2.3.16

Ramsés Salanueva, la carcajada de vida

Como muchos saben, hace pocos días murió el poeta hidalguense  Ramses Salanueva (de influenza, sí, de influenza), con quien me unía una dilatada amistad, especialmente en mi adolescencia y sus tiempos como promotor cultural (cuando se inventó las Jornadas Culturales Efrén Rebolledo, en Actopan, que tarde o temprano terminará llamándose Actopan de Salanueva) y también en esas primeras lecturas y contactos entre incipientes autores locales, donde se debatía más la forma que el fondo de nuestras creaciones.
Hasta Actopan llevó a Monsiváis, Gutiérrez Vega, Cuevas y Domínguez Michael entre otros muchos artistas de renombre, para contaminar de experiencias creativas su tierra, a la que amaba y a veces odiaba profundamente.
También a los herederos del propio Efrén Rebolledo, artistas avecindados en Noruega, con quienes departiríamos en un inglés salpicado de resbalones, que curiosamente no se agudizaba con el paso de la bebida, todo lo contrario. Eran tiempos de aprender, a su vera, las vicisitudes de la política cultural y la dureza de esparcir la semilla del arte y la cultura en territorios no siempre propicios. Además de periodista y poeta, Ramsés fue un hombre dedicado a pensar la cultura como un derecho; ilustre de la necesaria descentralización.
Me lo presentó Juan Carlos Hidalgo, “él es Ramsés Salanueva, el poeta de la voz bronca”. Después se nos diría, “es el Lezama Lima del Valle del Mezquital”.
Recordaré su carcajada abierta y furibunda, eco de una vitalidad que acaso no supimos aprovechar, exprimir, llevar al límite, tan metidos en el trabajo y las cosas de la vida cotidiana; mohíno rostro y gran corpulencia que lo hacían parecer un gigante enfadado; al poco tiempo de conocerlo Ramsés era la gentiliza y el afecto, la generosidad y la carcajada. Recordaré al poeta, en esa antesala de su casa en Actopan, una especie de oficina en la que conversamos tardes enteras, en los pasillos del mercado de su pueblo cuando la resaca nos obligaba a buscar un caldo de barbacoa, sus anécdotas con otros escritores y las peleas monumentales con políticos y funcionarios menores. Enormes suéteres tejidos con estambre, la mirada fija por encima de las gafas antes de dar una respuesta brillante o levantar un insulto clamoroso frente a algún espíritu menor. Escurridizo en fiestas y reuniones, estentóreo ante la noche, amante del buen (y también del mal) trago y de la charla punzante, compañero de prostitutas y seres indómitos, vivió y escribió alejado de la fama literaria, del reconocimiento y acaso fue el periodismo (ese refugio, más que vocación) donde alcanzó mayor visibilidad.
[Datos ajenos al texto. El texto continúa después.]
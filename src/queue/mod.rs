// Copyright 2025 coScene
//
// Licensed under the Apache License, Version 2.0 (the "License");
// you may not use this file except in compliance with the License.
// You may obtain a copy of the License at
//
//     http://www.apache.org/licenses/LICENSE-2.0
//
// Unless required by applicable law or agreed to in writing, software
// distributed under the License is distributed on an "AS IS" BASIS,
// WITHOUT WARRANTIES OR CONDITIONS OF ANY KIND, either express or implied.
// See the License for the specific language governing permissions and
// limitations under the License.

// Queue module: where the receiver hands records off

pub mod factory;
pub mod memory;
pub mod publisher;
pub mod pubsub;

pub use factory::PublisherFactory;
pub use memory::{MemoryQueue, QueueStats};
pub use publisher::Publisher;
pub use pubsub::{topic_path, PubSubPublisher};
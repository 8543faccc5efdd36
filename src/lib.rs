// Copyright 2025 coScene
//
// Licensed under the Apache License, Version 2.0 (the "License");
// you may not use this file except in compliance with the License.
// You may obtain a copy of the License at
//
//     http://www.apache.org/licenses/LICENSE-2.0
//
// Unless required by applicable law or agreed to in writing, software
// distributed under the License is distributed on an "AS IS" BASIS,
// WITHOUT WARRANTIES OR CONDITIONS OF ANY KIND, either express or implied.
// See the License for the specific language governing permissions and
// limitations under the License.

//! Two-stage log ingestion relay
//!
//! The receiver accepts JSON log records over HTTP, stamps them, and
//! publishes them to a Pub/Sub topic. The processor consumes the topic
//! through a push subscription and files each record as one JSON object
//! in blob storage, partitioned by hour of its timestamp. The standalone
//! role runs both halves in one process around an in-memory queue.

pub mod auth;
pub mod config;
pub mod error;
pub mod ingest;
pub mod partition;
pub mod processor;
pub mod protocol;
pub mod push;
pub mod queue;
pub mod record;
pub mod retry;
pub mod server;
pub mod storage;
pub mod writer;

// Re-export main types
pub use config::{load_config, load_config_with_env, RelayConfig, Role};
pub use error::{IngestError, ProcessError, PublishError, StorageError};
pub use processor::{DeliveryProcessor, Disposition};
pub use queue::{MemoryQueue, Publisher};
pub use record::LogRecord;
pub use storage::{BlobStore, PutOutcome};
pub use writer::{StorageWriter, WriteReceipt};
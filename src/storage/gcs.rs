// Copyright 2025 coScene
//
// Licensed under the Apache License, Version 2.0 (the "License");
// you may not use this file except in compliance with the License.
// You may obtain a copy of the License at
//
//     http://www.apache.org/licenses/LICENSE-2.0
//
// Unless required by applicable law or agreed to in writing, software
// distributed under the License is distributed on an "AS IS" BASIS,
// WITHOUT WARRANTIES OR CONDITIONS OF ANY KIND, either express or implied.
// See the License for the specific language governing permissions and
// limitations under the License.

// Google Cloud Storage backend implementation

use super::backend::{object_attributes, object_path, put_if_absent, BlobStore, PutOutcome};
use crate::auth::TokenSource;
use crate::config::GcsConfig;
use crate::error::StorageError;
use async_trait::async_trait;
use bytes::Bytes;
use object_store::gcp::GoogleCloudStorageBuilder;
use object_store::{ClientOptions, ObjectStore, RetryConfig};
use std::collections::HashMap;
use std::sync::Arc;
use tracing::{debug, info, warn};

/// GCS client for uploading log objects
///
/// Only `storage.objects.create` is needed: nothing here reads, lists or
/// inspects the bucket.
pub struct GcsBackend {
    store: Arc<dyn ObjectStore>,
    bucket_name: String,
    tokens: TokenSource,
}

impl GcsBackend {
    pub fn new(
        config: &GcsConfig,
        bucket_name: String,
        tokens: &TokenSource,
    ) -> Result<Self, StorageError> {
        let client_options = ClientOptions::new()
            .with_timeout(config.timeout())
            .with_allow_http(config.emulator);

        let mut builder = GoogleCloudStorageBuilder::new()
            .with_bucket_name(&bucket_name)
            .with_client_options(client_options)
            .with_retry(RetryConfig::default());

        let tokens = match tokens {
            TokenSource::Google(provider) if !config.emulator => {
                builder = builder.with_credentials(Arc::clone(provider));
                tokens.clone()
            }
            _ => {
                debug!("Using unauthenticated GCS endpoint {}", config.endpoint);
                builder = builder.with_service_account_key(emulator_account(&config.endpoint));
                TokenSource::Anonymous
            }
        };

        Ok(Self {
            store: Arc::new(builder.build()?),
            bucket_name,
            tokens,
        })
    }
}

/// Service account stanza pointing the client at an emulator without OAuth
fn emulator_account(endpoint: &str) -> String {
    serde_json::json!({
        "gcs_base_url": endpoint.trim_end_matches('/'),
        "disable_oauth": true,
        "client_email": "",
        "private_key": "",
        "private_key_id": ""
    })
    .to_string()
}

#[async_trait]
impl BlobStore for GcsBackend {
    async fn initialize(&self) -> Result<(), StorageError> {
        // Buckets are provisioned out of band, and a write-only identity may
        // not read bucket metadata, so there is nothing to check here
        info!("Writing to gs://{}", self.bucket_name);
        Ok(())
    }

    async fn put_object(
        &self,
        key: &str,
        body: Bytes,
        content_type: &str,
        metadata: &HashMap<String, String>,
    ) -> Result<PutOutcome, StorageError> {
        let size = body.len();
        let location = object_path(key)?;
        let outcome = put_if_absent(
            self.store.as_ref(),
            &location,
            body,
            object_attributes(content_type, metadata),
        )
        .await?;

        if outcome == PutOutcome::Created {
            debug!("Uploaded {} bytes to gs://{}/{}", size, self.bucket_name, key);
        }
        Ok(outcome)
    }

    async fn health_check(&self) -> Result<bool, StorageError> {
        // A usable token is what every write needs first
        match self.tokens.header().await {
            Ok(_) => Ok(true),
            Err(e) => {
                warn!("Health check failed: {}", e);
                Ok(false)
            }
        }
    }

    fn backend_type(&self) -> &str {
        "gcs"
    }

    fn bucket(&self) -> &str {
        &self.bucket_name
    }
}

#[cfg(test)]
mod tests {
    use super::*;

    fn emulator_config() -> GcsConfig {
        GcsConfig {
            endpoint: "http://localhost:4443/".to_string(),
            timeout_seconds: 5,
            emulator: true,
        }
    }

    #[test]
    fn test_emulator_account_disables_oauth() {
        let account: serde_json::Value =
            serde_json::from_str(&emulator_account("http://localhost:4443/")).unwrap();
        assert_eq!(account["gcs_base_url"], "http://localhost:4443");
        assert_eq!(account["disable_oauth"], true);
    }

    #[tokio::test]
    async fn test_emulator_backend_is_healthy_without_credentials() {
        let backend =
            GcsBackend::new(&emulator_config(), "log-bucket".to_string(), &TokenSource::Anonymous)
                .unwrap();

        backend.initialize().await.unwrap();
        assert!(backend.health_check().await.unwrap());
        assert_eq!(backend.backend_type(), "gcs");
        assert_eq!(backend.bucket(), "log-bucket");
    }

    #[tokio::test]
    async fn test_emulator_flag_overrides_credentials() {
        let tokens = TokenSource::fixed("abc").unwrap();
        let backend = GcsBackend::new(&emulator_config(), "log-bucket".to_string(), &tokens).unwrap();
        assert!(backend.tokens.is_anonymous());
    }

    #[tokio::test]
    async fn test_static_token_backend() {
        let config = GcsConfig::default();
        let tokens = TokenSource::fixed("abc").unwrap();
        let backend = GcsBackend::new(&config, "log-bucket".to_string(), &tokens).unwrap();

        // No network: initialize touches nothing and the static token is at hand
        backend.initialize().await.unwrap();
        assert!(backend.health_check().await.unwrap());
    }
}
// Copyright 2025 coScene
//
// Licensed under the Apache License, Version 2.0 (the "License");
// you may not use this file except in compliance with the License.
// You may obtain a copy of the License at
//
//     http://www.apache.org/licenses/LICENSE-2.0
//
// Unless required by applicable law or agreed to in writing, software
// distributed under the License is distributed on an "AS IS" BASIS,
// WITHOUT WARRANTIES OR CONDITIONS OF ANY KIND, either express or implied.
// See the License for the specific language governing permissions and
// limitations under the License.

// In-memory backend for the standalone role and tests

use async_trait::async_trait;
use bytes::Bytes;
use futures::TryStreamExt;
use object_store::memory::InMemory;
use object_store::{Attribute, ObjectStore};
use std::collections::HashMap;
use tracing::{debug, warn};

use super::backend::{object_attributes, object_path, put_if_absent, BlobStore, PutOutcome};
use crate::error::StorageError;

#[derive(Debug, Clone, PartialEq)]
pub struct StoredObject {
    pub body: Bytes,
    pub content_type: String,
    pub metadata: HashMap<String, String>,
}

pub struct MemoryBackend {
    bucket: String,
    store: InMemory,
}

impl MemoryBackend {
    pub fn new(bucket: impl Into<String>) -> Self {
        Self {
            bucket: bucket.into(),
            store: InMemory::new(),
        }
    }

    pub async fn get(&self, key: &str) -> Option<StoredObject> {
        let location = object_path(key).ok()?;
        let result = match self.store.get(&location).await {
            Ok(result) => result,
            Err(object_store::Error::NotFound { .. }) => return None,
            Err(e) => {
                warn!("Failed to read '{}': {}", key, e);
                return None;
            }
        };

        let mut content_type = String::new();
        let mut metadata = HashMap::new();
        for (attribute, value) in result.attributes.iter() {
            match attribute {
                Attribute::ContentType => content_type = AsRef::<str>::as_ref(value).to_string(),
                Attribute::Metadata(name) => {
                    metadata.insert(name.to_string(), AsRef::<str>::as_ref(value).to_string());
                }
                _ => {}
            }
        }

        let body = result.bytes().await.ok()?;
        Some(StoredObject {
            body,
            content_type,
            metadata,
        })
    }

    /// All keys, sorted
    pub async fn keys(&self) -> Vec<String> {
        let mut keys: Vec<String> = self
            .store
            .list(None)
            .map_ok(|meta| meta.location.to_string())
            .try_collect()
            .await
            .unwrap_or_default();
        keys.sort();
        keys
    }

    pub async fn len(&self) -> usize {
        self.keys().await.len()
    }

    pub async fn is_empty(&self) -> bool {
        self.len().await == 0
    }
}

#[async_trait]
impl BlobStore for MemoryBackend {
    async fn initialize(&self) -> Result<(), StorageError> {
        Ok(())
    }

    async fn put_object(
        &self,
        key: &str,
        body: Bytes,
        content_type: &str,
        metadata: &HashMap<String, String>,
    ) -> Result<PutOutcome, StorageError> {
        let size = body.len();
        let location = object_path(key)?;
        let outcome = put_if_absent(
            &self.store,
            &location,
            body,
            object_attributes(content_type, metadata),
        )
        .await?;

        if outcome == PutOutcome::Created {
            debug!("Stored {} bytes at '{}'", size, key);
        }
        Ok(outcome)
    }

    async fn health_check(&self) -> Result<bool, StorageError> {
        Ok(true)
    }

    fn backend_type(&self) -> &str {
        "memory"
    }

    fn bucket(&self) -> &str {
        &self.bucket
    }
}
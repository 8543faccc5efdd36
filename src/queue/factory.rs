// Copyright 2025 coScene
//
// Licensed under the Apache License, Version 2.0 (the "License");
// you may not use this file except in compliance with the License.
// You may obtain a copy of the License at
//
//     http://www.apache.org/licenses/LICENSE-2.0
//
// Unless required by applicable law or agreed to in writing, software
// distributed under the License is distributed on an "AS IS" BASIS,
// WITHOUT WARRANTIES OR CONDITIONS OF ANY KIND, either express or implied.
// See the License for the specific language governing permissions and
// limitations under the License.

// Publisher factory for creating queue clients from configuration

use super::memory::MemoryQueue;
use super::publisher::Publisher;
use super::pubsub::PubSubPublisher;
use crate::auth::TokenSource;
use crate::config::RelayConfig;
use anyhow::{bail, Context, Result};
use std::sync::Arc;

pub struct PublisherFactory;

impl PublisherFactory {
    /// Create a publisher for the configured topic
    ///
    /// A memory queue built here has no delivery workers attached; the
    /// standalone server builds its own so it can spawn them.
    pub fn create(config: &RelayConfig, tokens: &TokenSource) -> Result<Arc<dyn Publisher>> {
        match config.queue.backend.as_str() {
            "pubsub" => {
                let publisher = PubSubPublisher::new(
                    &config.queue.pubsub,
                    &config.project_id,
                    &config.queue.topic,
                    tokens,
                )
                .context("Failed to build Pub/Sub client")?;
                Ok(Arc::new(publisher))
            }

            "memory" => Ok(Arc::new(MemoryQueue::new(
                config.queue.topic.clone(),
                &config.queue.memory,
            ))),

            unknown => bail!(
                "Unknown queue backend: '{}'. Supported: pubsub, memory",
                unknown
            ),
        }
    }
}
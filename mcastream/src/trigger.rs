use anyhow::Result;

/// A source of detected pulses.
///
/// `next_pulse` blocks until the converter signals its ready line and
/// returns the raw active-low bus word, or `None` once the source is
/// exhausted. The word must stay valid until the accept pulse comes
/// back; the trigger loop never asks for another word before then.
pub trait PulseSource: Send {
    fn next_pulse(&mut self) -> Option<u16>;
}

/// Spawn the trigger thread, pacing raw bus words into the sampling
/// loop one conversion at a time.
///
/// The bounded pulse channel plus the wait on the accept channel keeps
/// at most one conversion in service: no word is offered while the
/// previous one is still unacknowledged. This is the sole re-entrancy
/// guard for the sampling loop.
pub fn main<S>(
    mut source: S,
    tx_pulse: flume::Sender<u16>,
    rx_ack: flume::Receiver<()>,
) -> Result<()>
where
    S: PulseSource + 'static,
{
    std::thread::spawn(move || {
        while let Some(raw) = source.next_pulse() {
            if tx_pulse.send(raw).is_err() {
                break;
            }
            if rx_ack.recv().is_err() {
                break;
            }
        }
    });
    Ok(())
}
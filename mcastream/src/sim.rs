use mcatools::bus;
use rand::prelude::*;
use std::time::Duration;

use crate::trigger::PulseSource;

/// Simulated converter: a flat background under a few bell-shaped
/// peaks, paced at a fixed mean rate.
///
/// Peaks are shaped by averaging uniform draws, which is close enough
/// to Gaussian for a demo spectrum without a distributions crate.
pub struct SimSource {
    rng: StdRng,
    bits: u8,
    period: Duration,
    remaining: u64,
    peaks: Vec<(u16, u16)>,
}

impl SimSource {
    /// A source emitting `events` pulses at roughly `rate` counts per
    /// second (0 means unpaced), reproducible from `seed`.
    pub fn new(bits: u8, rate: u32, events: u64, seed: u64) -> SimSource {
        let span = 1u32 << bits;
        SimSource {
            rng: StdRng::seed_from_u64(seed),
            bits,
            period: if rate == 0 {
                Duration::ZERO
            } else {
                Duration::from_secs(1) / rate
            },
            remaining: events,
            peaks: vec![
                ((span / 4) as u16, (span / 64).max(1) as u16),
                ((span * 5 / 8) as u16, (span / 32).max(1) as u16),
            ],
        }
    }

    fn sample_channel(&mut self) -> u16 {
        let span = 1i32 << self.bits;
        // A quarter of the events land in the flat background
        if self.rng.gen_ratio(1, 4) {
            return self.rng.gen_range(0..span) as u16;
        }
        let (center, halfwidth) = self.peaks[self.rng.gen_range(0..self.peaks.len())];
        let mut off = 0i32;
        for _ in 0..3 {
            off += self.rng.gen_range(-i32::from(halfwidth)..=i32::from(halfwidth));
        }
        (i32::from(center) + off / 3).clamp(0, span - 1) as u16
    }
}

impl PulseSource for SimSource {
    fn next_pulse(&mut self) -> Option<u16> {
        if self.remaining == 0 {
            return None;
        }
        self.remaining -= 1;
        if !self.period.is_zero() {
            std::thread::sleep(self.period);
        }
        Some(bus::encode(self.sample_channel(), self.bits))
    }
}
use mcatools::hist::Spectrum;
use mcatools::COUNT_CAP;
use rand::prelude::*;

#[test]
fn saturation_at_cap() {
    let mut s = Spectrum::new(4);
    for _ in 0..u64::from(COUNT_CAP) {
        s.record(7);
    }
    assert_eq!(s.hist.get(7), COUNT_CAP);
    assert_eq!(s.stats.events, u64::from(COUNT_CAP));
    assert_eq!(s.stats.maximum, COUNT_CAP);

    // One more pulse on the full bucket: counter and maximum hold,
    // the event count still advances
    s.record(7);
    assert_eq!(s.hist.get(7), COUNT_CAP);
    assert_eq!(s.stats.events, u64::from(COUNT_CAP) + 1);
    assert_eq!(s.stats.maximum, COUNT_CAP);
}

#[test]
fn maximum_matches_rescan() {
    let mut rng = StdRng::seed_from_u64(9);
    let mut s = Spectrum::new(8);
    for i in 0..50_000u64 {
        s.record(rng.gen_range(0..s.hist.len()) as u16);
        if i % 1000 == 0 {
            assert_eq!(s.stats.maximum, s.hist.max());
        }
    }
    assert_eq!(s.stats.maximum, s.hist.max());
    assert_eq!(s.stats.events, 50_000);

    s.clear();
    assert_eq!(s.stats.maximum, 0);
    assert_eq!(s.stats.maximum, s.hist.max());
}

#[test]
fn counters_never_decrease() {
    let mut rng = StdRng::seed_from_u64(10);
    let mut s = Spectrum::new(6);
    let mut shadow = vec![0u16; s.hist.len()];
    for _ in 0..20_000 {
        let ch = rng.gen_range(0..s.hist.len()) as u16;
        let before = s.hist.get(ch);
        s.record(ch);
        assert!(s.hist.get(ch) >= before);
        assert!(s.hist.get(ch) <= COUNT_CAP);
        shadow[ch as usize] = shadow[ch as usize].saturating_add(1);
    }
    assert_eq!(s.dump(), shadow);
}

#[test]
fn dump_shape() {
    let mut s = Spectrum::new(11);
    assert_eq!(s.dump().len(), 2048);
    s.record(2047);
    let d = s.dump();
    assert_eq!(d[2047], 1);
    assert!(d[..2047].iter().all(|&c| c == 0));
}
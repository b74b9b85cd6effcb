//! Configuration tools: formats for declaring and recording runs

use chrono::{offset::Local, DateTime};
use serde::{Deserialize, Serialize};
use std::time::Duration;

use crate::mode::Mode;

/// Acquisition settings shared by the sampling loop and the display
/// sweep. Durations are parsed as in
/// [humantime](https://docs.rs/humantime/), e.g. `50us` or `2ms`.
#[derive(Serialize, Deserialize, Debug, Clone, PartialEq, Eq)]
pub struct Acquisition {
    /// Converter resolution in bits; the table holds `2^bits` channels
    pub bits: u8,
    /// Display sweep dwell per raster position
    #[serde(with = "humantime_serde")]
    pub dwell: Duration,
    /// Raster positions per display sweep
    pub raster: usize,
    /// Events between liveness markers in the log; 0 disables them
    pub liveness: u64,
    /// Mode the selector settles into after a reset
    pub after_reset: Mode,
}

impl Default for Acquisition {
    fn default() -> Self {
        Acquisition {
            bits: crate::DEFAULT_BITS,
            dwell: Duration::from_micros(50),
            raster: 256,
            liveness: 1 << 16,
            after_reset: Mode::Acquiring,
        }
    }
}

/// Run specification for both declaring and recording runs in text
/// files. For concreteness, JSON is the on-disk format.
///
/// A declaration sets a description, optionally a time limit and the
/// acquisition settings. When the run is recorded, the timestamp and
/// the final statistics are filled in alongside whatever the
/// declaration provided.
#[derive(Serialize, Deserialize, Debug, Clone, PartialEq)]
pub struct Run {
    pub description: String,
    #[serde(default)]
    pub timestamp: Option<DateTime<Local>>,
    #[serde(with = "humantime_serde", default)]
    pub limit: Option<Duration>,
    #[serde(default)]
    pub acquisition: Option<Acquisition>,
    #[serde(default)]
    pub events: Option<u64>,
    #[serde(default)]
    pub maximum: Option<u16>,
}

/// Creates an empty Run. Specific defaults should be implementation-dependent.
impl Default for Run {
    fn default() -> Self {
        Run {
            description: String::new(),
            timestamp: None,
            limit: None,
            acquisition: None,
            events: None,
            maximum: None,
        }
    }
}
Abriendo archivos y correos, copio un fragmento de su poema Resaca (enviado en febrero de 2010),

Tengo dolores amigables y placeres terribles.
Tengo palabras que nunca germinan y flores exhaustas de sexo.
Tengo luces muertas sumidas en la opacidad de la noche.
Tragedias invictas contra el destino de los hombres.
Dioses y mares embravecidos. Una navaja que corta el horizonte,
aunque nunca de manera infinita.
Tengo síntomas relacionados con la peste,
la angina curtida de alcohol,
verdes ojeras, y un pequeño rayo de fe,
para espantar las tinieblas, del amanecer,
donde se saludan los ladrones, y se abrazan los diablos,
ahí, acurrucado en el portal de la vigilia,
en la misma consecuencia que por sí sola,
sostiene el caudal infalible de los malos sueños…

Y su último mensaje, que me conmueve y rompe esta mañana singular, decía: “cuando regrese, me gustaría conocer a tu hija, es bueno saber que algo de ti perdurará; me avisas, cabrón”.
De ti, querido poeta, perdurará una literatura por descubrir, una figura por reivindicar y sobre todo una carcajada altísima, como un relámpago de regocijo, una señal de vida en la memoria de quienes te conocimos y apreciamos. Hasta siempre, amigo.